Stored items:
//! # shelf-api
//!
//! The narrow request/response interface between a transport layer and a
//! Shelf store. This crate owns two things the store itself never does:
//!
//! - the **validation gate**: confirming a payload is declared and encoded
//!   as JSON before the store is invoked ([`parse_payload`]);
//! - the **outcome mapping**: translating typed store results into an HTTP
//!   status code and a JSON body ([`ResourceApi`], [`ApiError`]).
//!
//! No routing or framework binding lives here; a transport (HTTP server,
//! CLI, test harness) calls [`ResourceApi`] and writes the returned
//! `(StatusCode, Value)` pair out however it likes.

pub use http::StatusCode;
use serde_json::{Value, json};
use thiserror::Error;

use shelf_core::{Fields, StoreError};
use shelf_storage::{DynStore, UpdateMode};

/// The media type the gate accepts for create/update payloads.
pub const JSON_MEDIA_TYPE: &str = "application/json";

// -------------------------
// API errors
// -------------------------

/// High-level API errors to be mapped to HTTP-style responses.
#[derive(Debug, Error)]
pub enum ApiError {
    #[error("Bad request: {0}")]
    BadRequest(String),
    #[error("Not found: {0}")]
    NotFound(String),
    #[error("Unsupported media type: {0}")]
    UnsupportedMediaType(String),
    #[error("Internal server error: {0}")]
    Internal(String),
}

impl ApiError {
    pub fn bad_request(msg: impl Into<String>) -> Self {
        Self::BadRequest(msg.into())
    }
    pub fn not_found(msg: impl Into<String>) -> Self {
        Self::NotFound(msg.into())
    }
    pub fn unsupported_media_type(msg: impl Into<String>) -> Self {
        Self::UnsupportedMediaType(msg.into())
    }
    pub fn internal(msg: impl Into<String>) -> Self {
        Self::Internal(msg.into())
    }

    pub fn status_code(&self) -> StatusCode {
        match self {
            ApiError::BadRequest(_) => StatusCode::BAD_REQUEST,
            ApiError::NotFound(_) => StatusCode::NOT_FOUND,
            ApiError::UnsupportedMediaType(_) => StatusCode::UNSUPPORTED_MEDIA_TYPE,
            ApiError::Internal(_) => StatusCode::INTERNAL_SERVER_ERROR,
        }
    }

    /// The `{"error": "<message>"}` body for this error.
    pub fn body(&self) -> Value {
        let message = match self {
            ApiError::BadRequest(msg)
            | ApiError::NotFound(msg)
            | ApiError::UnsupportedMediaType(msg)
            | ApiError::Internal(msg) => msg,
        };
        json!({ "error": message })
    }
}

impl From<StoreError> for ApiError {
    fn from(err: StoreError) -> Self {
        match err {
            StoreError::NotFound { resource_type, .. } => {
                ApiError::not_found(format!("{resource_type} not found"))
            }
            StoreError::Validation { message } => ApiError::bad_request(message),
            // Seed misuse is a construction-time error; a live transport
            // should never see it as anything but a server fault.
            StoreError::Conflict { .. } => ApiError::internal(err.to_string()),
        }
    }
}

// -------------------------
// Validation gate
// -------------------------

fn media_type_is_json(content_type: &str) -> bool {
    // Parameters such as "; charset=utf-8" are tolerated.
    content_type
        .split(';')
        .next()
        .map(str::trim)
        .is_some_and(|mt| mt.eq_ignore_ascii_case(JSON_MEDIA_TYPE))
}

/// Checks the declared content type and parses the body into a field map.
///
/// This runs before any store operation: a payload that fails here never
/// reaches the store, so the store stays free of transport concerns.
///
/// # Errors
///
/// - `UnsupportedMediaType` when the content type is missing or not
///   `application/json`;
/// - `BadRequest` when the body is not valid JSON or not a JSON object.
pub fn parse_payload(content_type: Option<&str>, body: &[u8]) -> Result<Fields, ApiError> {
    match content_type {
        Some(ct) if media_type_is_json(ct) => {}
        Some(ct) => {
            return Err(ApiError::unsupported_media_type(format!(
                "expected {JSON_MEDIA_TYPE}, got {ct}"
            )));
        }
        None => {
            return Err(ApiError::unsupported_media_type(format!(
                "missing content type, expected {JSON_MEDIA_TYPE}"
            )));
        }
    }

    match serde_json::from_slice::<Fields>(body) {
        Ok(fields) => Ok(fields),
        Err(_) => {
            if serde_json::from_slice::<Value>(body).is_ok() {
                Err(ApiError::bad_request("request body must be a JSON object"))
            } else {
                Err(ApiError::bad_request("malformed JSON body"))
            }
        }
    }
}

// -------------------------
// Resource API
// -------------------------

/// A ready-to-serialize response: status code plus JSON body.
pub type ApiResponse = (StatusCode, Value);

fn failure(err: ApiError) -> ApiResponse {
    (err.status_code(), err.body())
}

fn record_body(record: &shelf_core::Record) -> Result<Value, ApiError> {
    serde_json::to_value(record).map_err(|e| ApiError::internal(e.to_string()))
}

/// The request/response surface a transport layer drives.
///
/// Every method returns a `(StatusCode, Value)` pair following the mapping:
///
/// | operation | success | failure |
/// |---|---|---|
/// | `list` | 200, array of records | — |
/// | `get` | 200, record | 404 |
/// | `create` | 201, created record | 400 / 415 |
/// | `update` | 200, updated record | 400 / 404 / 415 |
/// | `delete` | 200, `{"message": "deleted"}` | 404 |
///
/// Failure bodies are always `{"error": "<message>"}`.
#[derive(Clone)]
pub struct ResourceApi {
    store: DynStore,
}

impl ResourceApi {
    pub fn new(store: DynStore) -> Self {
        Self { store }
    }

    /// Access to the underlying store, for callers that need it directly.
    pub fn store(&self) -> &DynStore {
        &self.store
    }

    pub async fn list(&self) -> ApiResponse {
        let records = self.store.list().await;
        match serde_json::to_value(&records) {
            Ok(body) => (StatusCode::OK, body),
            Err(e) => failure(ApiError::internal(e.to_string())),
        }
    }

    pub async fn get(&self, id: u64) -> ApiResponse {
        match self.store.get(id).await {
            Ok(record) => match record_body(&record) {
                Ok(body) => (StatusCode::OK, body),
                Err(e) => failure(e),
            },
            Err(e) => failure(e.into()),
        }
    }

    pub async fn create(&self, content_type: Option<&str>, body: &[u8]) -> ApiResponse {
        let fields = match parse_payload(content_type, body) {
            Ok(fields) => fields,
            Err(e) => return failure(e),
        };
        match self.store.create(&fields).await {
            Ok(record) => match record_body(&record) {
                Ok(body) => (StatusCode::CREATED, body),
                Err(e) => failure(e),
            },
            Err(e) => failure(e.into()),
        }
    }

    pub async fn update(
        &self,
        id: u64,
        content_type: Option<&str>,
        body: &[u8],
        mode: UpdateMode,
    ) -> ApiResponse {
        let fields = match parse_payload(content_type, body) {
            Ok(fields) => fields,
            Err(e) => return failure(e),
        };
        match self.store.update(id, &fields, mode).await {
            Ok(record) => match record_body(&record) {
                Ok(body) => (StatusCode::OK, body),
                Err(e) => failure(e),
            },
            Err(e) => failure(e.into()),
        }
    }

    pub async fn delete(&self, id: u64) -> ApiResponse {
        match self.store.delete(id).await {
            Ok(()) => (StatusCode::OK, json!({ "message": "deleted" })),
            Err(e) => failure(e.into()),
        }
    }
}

> _Problem to work on_
When the line containing "pub enum ApiError" is reached, include it and stop. Until then, output each line of the entries exactly as given, starting from the first.

> _Response to this exercise_
//! # shelf-api
//!
//! The narrow request/response interface between a transport layer and a
//! Shelf store. This crate owns two things the store itself never does:
//!
//! - the **validation gate**: confirming a payload is declared and encoded
//!   as JSON before the store is invoked ([`parse_payload`]);
//! - the **outcome mapping**: translating typed store results into an HTTP
//!   status code and a JSON body ([`ResourceApi`], [`ApiError`]).
//!
//! No routing or framework binding lives here; a transport (HTTP server,
//! CLI, test harness) calls [`ResourceApi`] and writes the returned
//! `(StatusCode, Value)` pair out however it likes.

pub use http::StatusCode;
use serde_json::{Value, json};
use thiserror::Error;

use shelf_core::{Fields, StoreError};
use shelf_storage::{DynStore, UpdateMode};

/// The media type the gate accepts for create/update payloads.
pub const JSON_MEDIA_TYPE: &str = "application/json";

// -------------------------
// API errors
// -------------------------

/// High-level API errors to be mapped to HTTP-style responses.
#[derive(Debug, Error)]
pub enum ApiError {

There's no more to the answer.